**TRY IT:**
Collect all lines from the listing that include the string "const".

#### DATASET RECORDS ####

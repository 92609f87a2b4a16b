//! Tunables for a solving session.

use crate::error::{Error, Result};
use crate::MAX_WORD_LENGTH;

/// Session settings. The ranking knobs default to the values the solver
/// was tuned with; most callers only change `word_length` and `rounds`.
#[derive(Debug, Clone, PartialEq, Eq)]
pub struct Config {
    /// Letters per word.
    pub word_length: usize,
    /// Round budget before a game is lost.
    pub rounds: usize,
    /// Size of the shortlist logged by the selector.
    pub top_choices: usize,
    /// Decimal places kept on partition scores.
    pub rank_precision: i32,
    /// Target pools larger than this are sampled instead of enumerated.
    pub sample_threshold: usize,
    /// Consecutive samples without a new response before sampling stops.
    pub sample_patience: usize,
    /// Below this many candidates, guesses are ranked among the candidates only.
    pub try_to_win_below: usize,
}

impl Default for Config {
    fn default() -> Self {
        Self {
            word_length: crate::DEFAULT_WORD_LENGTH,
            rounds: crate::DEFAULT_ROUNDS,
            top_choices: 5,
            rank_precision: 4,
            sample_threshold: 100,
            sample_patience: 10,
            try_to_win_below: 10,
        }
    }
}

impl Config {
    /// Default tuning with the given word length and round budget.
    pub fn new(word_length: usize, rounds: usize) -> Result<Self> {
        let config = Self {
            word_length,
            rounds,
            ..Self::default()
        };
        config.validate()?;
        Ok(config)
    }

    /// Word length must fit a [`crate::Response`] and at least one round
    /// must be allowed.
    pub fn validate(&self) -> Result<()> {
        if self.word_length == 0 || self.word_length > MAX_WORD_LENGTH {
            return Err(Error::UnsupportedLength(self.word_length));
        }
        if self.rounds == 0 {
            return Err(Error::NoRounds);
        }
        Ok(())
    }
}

####
#### DATASET RECORDS ####

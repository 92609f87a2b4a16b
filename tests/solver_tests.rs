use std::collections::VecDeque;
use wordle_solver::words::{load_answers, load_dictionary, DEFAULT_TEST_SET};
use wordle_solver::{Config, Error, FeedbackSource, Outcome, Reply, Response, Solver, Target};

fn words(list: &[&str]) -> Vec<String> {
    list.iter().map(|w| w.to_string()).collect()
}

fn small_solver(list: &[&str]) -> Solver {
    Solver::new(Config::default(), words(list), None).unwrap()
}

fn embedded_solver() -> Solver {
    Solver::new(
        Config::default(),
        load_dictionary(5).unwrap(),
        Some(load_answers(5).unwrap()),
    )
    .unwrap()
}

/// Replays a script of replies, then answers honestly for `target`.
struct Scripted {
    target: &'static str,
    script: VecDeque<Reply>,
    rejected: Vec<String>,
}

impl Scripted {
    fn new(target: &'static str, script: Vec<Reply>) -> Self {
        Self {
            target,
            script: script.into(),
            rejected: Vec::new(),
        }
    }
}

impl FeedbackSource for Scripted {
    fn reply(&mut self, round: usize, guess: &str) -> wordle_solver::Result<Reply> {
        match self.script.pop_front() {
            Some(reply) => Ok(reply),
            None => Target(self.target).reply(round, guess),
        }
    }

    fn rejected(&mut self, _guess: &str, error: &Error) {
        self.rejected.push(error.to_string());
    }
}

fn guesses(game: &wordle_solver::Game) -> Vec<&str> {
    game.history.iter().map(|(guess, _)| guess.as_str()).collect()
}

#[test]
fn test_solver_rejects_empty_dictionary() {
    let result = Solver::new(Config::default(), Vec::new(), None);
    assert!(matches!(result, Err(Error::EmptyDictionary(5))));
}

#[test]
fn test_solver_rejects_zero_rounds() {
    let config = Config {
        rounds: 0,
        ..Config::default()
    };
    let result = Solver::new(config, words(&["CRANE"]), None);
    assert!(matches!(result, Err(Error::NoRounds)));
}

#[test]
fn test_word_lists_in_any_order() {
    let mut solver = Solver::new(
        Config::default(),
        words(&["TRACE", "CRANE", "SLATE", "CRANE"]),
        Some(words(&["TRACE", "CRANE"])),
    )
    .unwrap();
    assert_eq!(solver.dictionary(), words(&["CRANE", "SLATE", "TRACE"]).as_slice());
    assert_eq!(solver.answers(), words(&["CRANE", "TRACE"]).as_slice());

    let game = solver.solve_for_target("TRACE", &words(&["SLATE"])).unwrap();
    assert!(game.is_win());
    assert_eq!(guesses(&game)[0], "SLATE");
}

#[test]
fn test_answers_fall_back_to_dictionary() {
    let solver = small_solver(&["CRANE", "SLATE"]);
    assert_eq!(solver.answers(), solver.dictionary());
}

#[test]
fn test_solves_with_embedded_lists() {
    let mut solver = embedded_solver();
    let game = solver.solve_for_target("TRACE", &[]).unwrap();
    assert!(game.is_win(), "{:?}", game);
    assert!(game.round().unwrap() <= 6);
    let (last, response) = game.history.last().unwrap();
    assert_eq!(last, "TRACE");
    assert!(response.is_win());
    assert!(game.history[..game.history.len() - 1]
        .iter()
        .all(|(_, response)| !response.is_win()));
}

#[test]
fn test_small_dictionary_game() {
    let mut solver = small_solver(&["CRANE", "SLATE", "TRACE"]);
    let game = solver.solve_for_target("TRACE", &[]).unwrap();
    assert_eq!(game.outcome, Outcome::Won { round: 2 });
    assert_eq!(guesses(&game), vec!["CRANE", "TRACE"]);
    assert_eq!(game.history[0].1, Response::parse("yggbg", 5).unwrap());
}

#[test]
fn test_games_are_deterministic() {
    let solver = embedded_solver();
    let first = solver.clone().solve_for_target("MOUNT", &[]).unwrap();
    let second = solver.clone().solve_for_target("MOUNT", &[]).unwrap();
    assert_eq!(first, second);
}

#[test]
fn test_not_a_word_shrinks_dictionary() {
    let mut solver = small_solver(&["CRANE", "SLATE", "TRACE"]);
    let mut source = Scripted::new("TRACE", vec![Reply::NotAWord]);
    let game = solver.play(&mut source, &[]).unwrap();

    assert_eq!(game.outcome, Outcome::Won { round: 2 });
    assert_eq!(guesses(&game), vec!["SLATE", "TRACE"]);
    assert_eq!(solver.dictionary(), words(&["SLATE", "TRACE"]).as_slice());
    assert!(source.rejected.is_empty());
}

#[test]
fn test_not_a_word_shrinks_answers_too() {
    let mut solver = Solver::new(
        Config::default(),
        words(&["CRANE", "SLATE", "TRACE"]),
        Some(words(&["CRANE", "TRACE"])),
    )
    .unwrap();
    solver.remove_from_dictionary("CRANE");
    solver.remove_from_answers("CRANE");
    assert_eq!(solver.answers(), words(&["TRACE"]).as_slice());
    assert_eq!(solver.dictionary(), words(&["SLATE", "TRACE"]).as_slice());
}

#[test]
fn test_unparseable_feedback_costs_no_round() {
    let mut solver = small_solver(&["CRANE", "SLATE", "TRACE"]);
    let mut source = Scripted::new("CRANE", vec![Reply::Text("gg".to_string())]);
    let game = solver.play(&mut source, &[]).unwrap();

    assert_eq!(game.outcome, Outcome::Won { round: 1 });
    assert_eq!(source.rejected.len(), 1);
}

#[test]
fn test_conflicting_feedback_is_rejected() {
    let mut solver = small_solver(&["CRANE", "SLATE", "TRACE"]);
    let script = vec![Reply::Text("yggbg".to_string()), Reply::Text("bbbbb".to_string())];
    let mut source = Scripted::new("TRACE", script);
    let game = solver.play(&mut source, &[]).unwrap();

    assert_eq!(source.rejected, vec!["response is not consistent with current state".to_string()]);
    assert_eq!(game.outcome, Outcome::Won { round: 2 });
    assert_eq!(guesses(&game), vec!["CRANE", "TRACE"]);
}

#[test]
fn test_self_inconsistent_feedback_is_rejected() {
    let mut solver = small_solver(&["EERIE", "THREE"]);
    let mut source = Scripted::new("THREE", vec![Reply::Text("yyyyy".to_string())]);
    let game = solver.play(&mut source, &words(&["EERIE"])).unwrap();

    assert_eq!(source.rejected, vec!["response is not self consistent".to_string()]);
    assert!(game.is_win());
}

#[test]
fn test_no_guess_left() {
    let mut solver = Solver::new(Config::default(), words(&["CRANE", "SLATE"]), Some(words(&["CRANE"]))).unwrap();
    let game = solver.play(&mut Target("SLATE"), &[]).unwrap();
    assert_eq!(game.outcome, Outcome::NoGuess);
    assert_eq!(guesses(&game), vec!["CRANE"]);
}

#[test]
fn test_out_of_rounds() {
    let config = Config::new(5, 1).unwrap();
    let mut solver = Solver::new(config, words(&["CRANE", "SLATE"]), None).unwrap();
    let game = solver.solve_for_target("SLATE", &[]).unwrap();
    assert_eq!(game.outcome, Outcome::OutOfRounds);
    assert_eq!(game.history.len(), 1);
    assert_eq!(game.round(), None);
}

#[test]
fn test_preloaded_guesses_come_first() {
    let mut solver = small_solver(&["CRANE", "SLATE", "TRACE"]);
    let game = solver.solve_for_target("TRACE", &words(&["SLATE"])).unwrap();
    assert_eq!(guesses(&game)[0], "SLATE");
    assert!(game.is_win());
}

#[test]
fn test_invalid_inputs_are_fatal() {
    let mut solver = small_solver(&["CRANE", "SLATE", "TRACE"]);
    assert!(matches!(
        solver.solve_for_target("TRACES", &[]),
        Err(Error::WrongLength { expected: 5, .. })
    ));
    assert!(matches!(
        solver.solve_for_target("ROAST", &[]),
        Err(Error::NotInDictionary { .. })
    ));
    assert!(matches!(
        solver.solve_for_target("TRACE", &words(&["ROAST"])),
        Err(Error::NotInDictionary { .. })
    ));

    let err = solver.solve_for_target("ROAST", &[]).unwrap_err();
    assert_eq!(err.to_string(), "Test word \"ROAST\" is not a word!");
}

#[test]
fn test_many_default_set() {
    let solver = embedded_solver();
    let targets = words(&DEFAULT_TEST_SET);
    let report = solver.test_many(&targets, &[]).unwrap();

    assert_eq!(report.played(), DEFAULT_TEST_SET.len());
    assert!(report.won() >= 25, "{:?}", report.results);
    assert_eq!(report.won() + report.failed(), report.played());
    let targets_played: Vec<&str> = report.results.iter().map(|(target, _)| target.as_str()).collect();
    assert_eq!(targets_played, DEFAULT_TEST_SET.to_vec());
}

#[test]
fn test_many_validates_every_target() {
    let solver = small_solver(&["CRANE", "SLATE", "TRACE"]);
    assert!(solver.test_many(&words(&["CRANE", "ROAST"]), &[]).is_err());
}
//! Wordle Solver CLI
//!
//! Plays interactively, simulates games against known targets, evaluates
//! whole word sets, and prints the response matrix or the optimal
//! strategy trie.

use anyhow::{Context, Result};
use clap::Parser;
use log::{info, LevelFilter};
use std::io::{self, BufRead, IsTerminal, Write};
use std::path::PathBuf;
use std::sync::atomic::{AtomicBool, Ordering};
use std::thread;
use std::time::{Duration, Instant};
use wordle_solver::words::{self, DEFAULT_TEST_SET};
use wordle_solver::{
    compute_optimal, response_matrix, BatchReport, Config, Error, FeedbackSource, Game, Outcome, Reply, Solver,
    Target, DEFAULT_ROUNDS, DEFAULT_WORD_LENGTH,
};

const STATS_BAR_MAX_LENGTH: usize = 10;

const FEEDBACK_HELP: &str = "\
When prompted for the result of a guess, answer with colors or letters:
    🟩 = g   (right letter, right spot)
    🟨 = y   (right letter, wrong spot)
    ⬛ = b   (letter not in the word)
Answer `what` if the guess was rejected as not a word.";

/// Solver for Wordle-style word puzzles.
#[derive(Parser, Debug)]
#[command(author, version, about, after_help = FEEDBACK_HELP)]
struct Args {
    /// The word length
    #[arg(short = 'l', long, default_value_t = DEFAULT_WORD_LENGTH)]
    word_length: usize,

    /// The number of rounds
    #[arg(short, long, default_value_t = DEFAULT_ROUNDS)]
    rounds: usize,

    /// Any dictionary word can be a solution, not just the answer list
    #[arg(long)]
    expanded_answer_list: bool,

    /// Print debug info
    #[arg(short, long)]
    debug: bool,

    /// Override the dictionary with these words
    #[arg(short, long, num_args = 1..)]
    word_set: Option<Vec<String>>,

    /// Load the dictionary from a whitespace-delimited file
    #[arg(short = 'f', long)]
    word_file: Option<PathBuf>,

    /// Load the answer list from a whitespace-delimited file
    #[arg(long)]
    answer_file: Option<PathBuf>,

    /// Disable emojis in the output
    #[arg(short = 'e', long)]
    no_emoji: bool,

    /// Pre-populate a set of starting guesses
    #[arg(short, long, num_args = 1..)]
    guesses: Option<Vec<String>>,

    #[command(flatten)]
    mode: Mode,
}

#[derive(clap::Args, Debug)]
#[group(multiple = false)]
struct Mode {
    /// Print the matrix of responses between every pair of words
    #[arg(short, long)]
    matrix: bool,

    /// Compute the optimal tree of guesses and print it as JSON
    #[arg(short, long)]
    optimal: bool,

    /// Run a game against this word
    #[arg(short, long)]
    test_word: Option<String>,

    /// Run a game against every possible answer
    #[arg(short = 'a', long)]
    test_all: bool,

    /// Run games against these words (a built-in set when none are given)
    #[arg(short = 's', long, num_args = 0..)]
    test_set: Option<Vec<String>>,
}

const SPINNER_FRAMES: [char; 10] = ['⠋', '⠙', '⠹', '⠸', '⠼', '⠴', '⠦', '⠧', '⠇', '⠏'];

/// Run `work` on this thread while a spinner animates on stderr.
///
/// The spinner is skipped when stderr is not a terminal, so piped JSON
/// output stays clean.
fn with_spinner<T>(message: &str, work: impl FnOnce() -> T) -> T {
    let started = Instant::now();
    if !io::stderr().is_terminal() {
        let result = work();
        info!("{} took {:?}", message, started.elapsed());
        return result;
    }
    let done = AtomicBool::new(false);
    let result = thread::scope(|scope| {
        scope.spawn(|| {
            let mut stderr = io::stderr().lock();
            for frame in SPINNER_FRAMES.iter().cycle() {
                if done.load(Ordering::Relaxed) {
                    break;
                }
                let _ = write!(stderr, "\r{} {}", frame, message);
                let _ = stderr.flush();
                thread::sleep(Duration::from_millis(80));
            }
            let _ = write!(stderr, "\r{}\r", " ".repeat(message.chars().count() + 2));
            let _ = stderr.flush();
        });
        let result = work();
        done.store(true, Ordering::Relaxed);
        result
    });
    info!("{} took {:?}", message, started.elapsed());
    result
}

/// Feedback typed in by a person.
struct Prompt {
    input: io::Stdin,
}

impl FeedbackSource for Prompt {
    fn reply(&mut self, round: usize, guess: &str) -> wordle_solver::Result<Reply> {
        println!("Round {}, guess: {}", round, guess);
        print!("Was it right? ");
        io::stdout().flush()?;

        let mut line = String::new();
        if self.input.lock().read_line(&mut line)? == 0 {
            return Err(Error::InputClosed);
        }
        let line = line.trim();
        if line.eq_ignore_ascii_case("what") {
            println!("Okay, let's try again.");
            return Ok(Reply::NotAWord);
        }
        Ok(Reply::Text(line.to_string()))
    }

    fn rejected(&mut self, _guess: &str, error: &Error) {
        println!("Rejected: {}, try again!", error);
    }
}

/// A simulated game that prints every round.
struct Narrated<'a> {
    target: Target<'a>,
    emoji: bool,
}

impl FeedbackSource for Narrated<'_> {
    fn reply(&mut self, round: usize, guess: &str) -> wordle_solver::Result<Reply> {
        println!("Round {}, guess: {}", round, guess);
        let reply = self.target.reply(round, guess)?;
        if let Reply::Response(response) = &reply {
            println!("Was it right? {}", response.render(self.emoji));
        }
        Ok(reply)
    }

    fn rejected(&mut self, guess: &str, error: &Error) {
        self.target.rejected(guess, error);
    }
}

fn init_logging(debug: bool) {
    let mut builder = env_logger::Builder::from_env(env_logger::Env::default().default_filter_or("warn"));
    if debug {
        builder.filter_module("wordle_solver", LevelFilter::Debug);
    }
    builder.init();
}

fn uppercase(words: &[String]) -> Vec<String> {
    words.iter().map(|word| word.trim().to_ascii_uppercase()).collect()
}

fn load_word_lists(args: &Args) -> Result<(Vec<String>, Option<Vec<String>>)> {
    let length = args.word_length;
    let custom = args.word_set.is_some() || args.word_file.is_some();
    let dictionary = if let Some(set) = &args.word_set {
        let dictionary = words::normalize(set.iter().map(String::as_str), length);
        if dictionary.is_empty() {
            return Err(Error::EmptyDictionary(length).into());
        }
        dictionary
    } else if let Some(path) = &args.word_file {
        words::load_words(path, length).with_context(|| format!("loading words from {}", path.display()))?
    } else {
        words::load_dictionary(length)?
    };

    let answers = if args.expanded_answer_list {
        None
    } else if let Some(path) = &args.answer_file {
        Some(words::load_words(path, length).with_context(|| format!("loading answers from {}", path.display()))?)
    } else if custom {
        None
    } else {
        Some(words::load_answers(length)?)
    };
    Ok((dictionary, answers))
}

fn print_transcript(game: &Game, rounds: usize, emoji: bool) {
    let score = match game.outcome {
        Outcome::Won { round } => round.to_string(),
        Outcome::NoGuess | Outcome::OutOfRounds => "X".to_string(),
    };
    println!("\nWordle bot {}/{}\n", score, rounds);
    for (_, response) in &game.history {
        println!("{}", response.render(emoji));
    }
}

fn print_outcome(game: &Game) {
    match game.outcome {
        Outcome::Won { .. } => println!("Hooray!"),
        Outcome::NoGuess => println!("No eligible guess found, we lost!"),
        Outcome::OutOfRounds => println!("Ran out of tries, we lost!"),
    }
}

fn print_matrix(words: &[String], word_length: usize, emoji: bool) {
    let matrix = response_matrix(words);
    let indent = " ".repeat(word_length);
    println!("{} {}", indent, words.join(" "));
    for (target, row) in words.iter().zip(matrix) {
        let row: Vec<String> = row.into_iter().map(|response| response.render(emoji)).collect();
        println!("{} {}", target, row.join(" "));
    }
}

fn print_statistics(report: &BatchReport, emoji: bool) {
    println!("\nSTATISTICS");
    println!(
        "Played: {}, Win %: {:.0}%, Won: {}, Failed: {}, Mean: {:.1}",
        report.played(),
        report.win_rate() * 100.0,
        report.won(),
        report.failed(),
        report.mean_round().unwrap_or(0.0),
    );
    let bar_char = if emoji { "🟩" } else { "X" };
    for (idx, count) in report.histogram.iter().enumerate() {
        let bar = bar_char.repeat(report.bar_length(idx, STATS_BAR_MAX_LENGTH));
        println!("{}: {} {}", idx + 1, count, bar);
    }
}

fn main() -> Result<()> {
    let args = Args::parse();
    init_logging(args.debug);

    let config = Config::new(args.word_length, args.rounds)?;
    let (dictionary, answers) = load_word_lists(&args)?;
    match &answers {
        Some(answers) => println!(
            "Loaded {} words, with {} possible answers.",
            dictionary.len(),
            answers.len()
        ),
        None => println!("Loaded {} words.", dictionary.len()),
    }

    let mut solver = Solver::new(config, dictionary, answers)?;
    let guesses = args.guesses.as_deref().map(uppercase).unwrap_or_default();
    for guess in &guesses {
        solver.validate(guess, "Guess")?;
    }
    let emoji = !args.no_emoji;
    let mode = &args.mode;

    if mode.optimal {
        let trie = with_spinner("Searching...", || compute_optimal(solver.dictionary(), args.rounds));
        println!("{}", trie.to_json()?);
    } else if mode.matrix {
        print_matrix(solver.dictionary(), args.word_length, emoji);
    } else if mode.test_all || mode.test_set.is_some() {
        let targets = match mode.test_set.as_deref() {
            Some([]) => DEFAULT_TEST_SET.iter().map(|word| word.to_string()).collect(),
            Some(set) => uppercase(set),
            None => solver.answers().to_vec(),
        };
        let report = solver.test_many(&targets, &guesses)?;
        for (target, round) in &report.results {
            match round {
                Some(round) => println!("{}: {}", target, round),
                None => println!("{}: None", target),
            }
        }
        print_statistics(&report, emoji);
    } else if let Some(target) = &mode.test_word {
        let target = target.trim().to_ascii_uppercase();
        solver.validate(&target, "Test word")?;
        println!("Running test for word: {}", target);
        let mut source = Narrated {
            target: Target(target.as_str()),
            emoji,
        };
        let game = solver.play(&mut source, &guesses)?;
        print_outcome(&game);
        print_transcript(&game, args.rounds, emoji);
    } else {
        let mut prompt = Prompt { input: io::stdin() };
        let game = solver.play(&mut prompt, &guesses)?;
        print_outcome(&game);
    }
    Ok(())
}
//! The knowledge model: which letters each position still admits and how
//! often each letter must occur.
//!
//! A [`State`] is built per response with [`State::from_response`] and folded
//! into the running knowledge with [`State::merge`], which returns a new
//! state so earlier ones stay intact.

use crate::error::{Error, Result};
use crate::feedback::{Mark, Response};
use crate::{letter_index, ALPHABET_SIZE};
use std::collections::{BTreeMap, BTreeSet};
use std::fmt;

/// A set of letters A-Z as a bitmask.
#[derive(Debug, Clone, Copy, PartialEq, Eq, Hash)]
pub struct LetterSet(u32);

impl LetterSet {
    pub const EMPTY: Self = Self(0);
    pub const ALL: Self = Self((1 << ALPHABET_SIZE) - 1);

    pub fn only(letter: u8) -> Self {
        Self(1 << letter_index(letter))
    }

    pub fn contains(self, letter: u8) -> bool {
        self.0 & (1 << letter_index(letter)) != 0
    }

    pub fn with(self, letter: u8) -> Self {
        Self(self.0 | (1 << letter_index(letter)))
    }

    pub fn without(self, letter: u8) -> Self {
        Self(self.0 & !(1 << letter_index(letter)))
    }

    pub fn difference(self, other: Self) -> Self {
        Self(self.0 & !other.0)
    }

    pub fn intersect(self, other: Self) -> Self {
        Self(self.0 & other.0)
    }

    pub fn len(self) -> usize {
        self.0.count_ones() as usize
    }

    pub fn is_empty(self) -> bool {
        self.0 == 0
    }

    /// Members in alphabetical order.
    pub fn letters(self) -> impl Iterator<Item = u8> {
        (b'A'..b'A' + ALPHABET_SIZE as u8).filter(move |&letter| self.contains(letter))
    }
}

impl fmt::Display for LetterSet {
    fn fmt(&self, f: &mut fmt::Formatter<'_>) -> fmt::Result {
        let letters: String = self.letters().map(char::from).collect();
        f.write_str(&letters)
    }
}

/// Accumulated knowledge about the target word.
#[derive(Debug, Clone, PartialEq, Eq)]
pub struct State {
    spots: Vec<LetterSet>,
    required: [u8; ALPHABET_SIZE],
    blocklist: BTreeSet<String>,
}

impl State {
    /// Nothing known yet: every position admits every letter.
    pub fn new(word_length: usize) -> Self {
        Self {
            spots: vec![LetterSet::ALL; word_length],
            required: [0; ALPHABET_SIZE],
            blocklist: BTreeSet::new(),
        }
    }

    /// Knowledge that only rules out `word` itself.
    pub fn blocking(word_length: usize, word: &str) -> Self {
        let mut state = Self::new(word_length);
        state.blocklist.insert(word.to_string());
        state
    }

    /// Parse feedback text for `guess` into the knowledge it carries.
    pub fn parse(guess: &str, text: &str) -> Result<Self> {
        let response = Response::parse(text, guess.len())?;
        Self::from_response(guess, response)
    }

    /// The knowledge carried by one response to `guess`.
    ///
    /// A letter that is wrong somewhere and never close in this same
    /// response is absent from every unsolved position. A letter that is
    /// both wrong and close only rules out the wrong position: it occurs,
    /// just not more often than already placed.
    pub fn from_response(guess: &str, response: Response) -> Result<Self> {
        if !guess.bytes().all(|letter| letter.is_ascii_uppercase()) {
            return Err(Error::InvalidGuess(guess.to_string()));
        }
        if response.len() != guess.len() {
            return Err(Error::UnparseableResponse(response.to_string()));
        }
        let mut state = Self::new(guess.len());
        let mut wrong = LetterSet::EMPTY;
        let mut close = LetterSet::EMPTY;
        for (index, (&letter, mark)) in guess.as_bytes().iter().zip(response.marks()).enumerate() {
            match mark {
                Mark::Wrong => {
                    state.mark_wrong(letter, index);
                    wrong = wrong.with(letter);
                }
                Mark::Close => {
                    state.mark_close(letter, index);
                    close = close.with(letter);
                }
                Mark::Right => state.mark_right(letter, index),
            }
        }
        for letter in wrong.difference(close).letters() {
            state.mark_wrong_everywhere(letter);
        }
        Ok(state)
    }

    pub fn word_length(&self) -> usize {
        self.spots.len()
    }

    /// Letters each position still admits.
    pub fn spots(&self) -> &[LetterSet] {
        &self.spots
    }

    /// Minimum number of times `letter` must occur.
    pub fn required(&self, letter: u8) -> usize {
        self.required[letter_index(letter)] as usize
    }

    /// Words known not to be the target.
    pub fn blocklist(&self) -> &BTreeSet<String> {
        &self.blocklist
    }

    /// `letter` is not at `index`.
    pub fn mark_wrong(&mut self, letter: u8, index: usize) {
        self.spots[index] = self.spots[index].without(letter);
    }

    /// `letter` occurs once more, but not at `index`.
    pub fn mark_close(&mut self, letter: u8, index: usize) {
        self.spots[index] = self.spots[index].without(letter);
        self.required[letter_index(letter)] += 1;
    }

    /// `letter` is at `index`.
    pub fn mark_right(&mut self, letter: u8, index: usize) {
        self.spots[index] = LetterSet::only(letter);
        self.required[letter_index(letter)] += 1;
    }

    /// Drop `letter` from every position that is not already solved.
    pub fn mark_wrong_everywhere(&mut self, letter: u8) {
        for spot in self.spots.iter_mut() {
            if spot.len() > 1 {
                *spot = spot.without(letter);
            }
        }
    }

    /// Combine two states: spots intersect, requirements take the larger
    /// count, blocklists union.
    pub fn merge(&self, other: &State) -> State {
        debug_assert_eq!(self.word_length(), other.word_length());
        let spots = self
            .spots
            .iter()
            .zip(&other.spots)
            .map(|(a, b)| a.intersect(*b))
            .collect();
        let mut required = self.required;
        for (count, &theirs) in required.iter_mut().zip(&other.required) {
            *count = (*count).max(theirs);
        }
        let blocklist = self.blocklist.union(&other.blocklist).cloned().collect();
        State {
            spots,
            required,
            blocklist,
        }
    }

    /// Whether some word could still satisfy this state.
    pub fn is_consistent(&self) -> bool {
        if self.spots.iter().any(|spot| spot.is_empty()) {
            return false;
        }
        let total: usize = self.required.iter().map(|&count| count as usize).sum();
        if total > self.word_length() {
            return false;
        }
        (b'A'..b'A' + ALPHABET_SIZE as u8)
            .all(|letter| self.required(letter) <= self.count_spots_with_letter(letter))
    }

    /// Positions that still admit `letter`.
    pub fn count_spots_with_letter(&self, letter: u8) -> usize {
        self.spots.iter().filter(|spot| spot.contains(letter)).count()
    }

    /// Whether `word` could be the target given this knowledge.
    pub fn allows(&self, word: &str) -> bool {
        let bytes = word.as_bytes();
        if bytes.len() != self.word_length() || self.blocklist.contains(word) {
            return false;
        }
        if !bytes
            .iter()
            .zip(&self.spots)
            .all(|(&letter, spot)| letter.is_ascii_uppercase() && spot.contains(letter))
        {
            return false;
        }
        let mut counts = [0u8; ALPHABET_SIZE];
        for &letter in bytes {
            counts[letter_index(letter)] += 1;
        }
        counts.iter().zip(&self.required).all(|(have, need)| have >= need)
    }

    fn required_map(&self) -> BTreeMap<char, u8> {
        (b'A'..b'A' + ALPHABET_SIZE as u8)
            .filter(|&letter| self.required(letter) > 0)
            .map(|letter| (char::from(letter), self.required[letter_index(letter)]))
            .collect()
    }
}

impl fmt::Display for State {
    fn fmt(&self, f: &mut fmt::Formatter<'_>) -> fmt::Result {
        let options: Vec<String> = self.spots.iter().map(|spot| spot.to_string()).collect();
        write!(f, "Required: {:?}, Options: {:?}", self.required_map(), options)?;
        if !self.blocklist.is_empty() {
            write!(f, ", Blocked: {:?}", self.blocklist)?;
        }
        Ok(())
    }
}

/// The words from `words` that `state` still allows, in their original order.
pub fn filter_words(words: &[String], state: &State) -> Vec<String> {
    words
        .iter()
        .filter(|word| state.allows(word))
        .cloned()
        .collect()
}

####

**ANSWER SPACE:**
const STATS_BAR_MAX_LENGTH: usize = 10;
const FEEDBACK_HELP: &str = "\
const SPINNER_FRAMES: [char; 10] = ['⠋', '⠙', '⠹', '⠸', '⠼', '⠴', '⠦', '⠧', '⠇', '⠏'];
    pub const EMPTY: Self = Self(0);
    pub const ALL: Self = Self((1 << ALPHABET_SIZE) - 1);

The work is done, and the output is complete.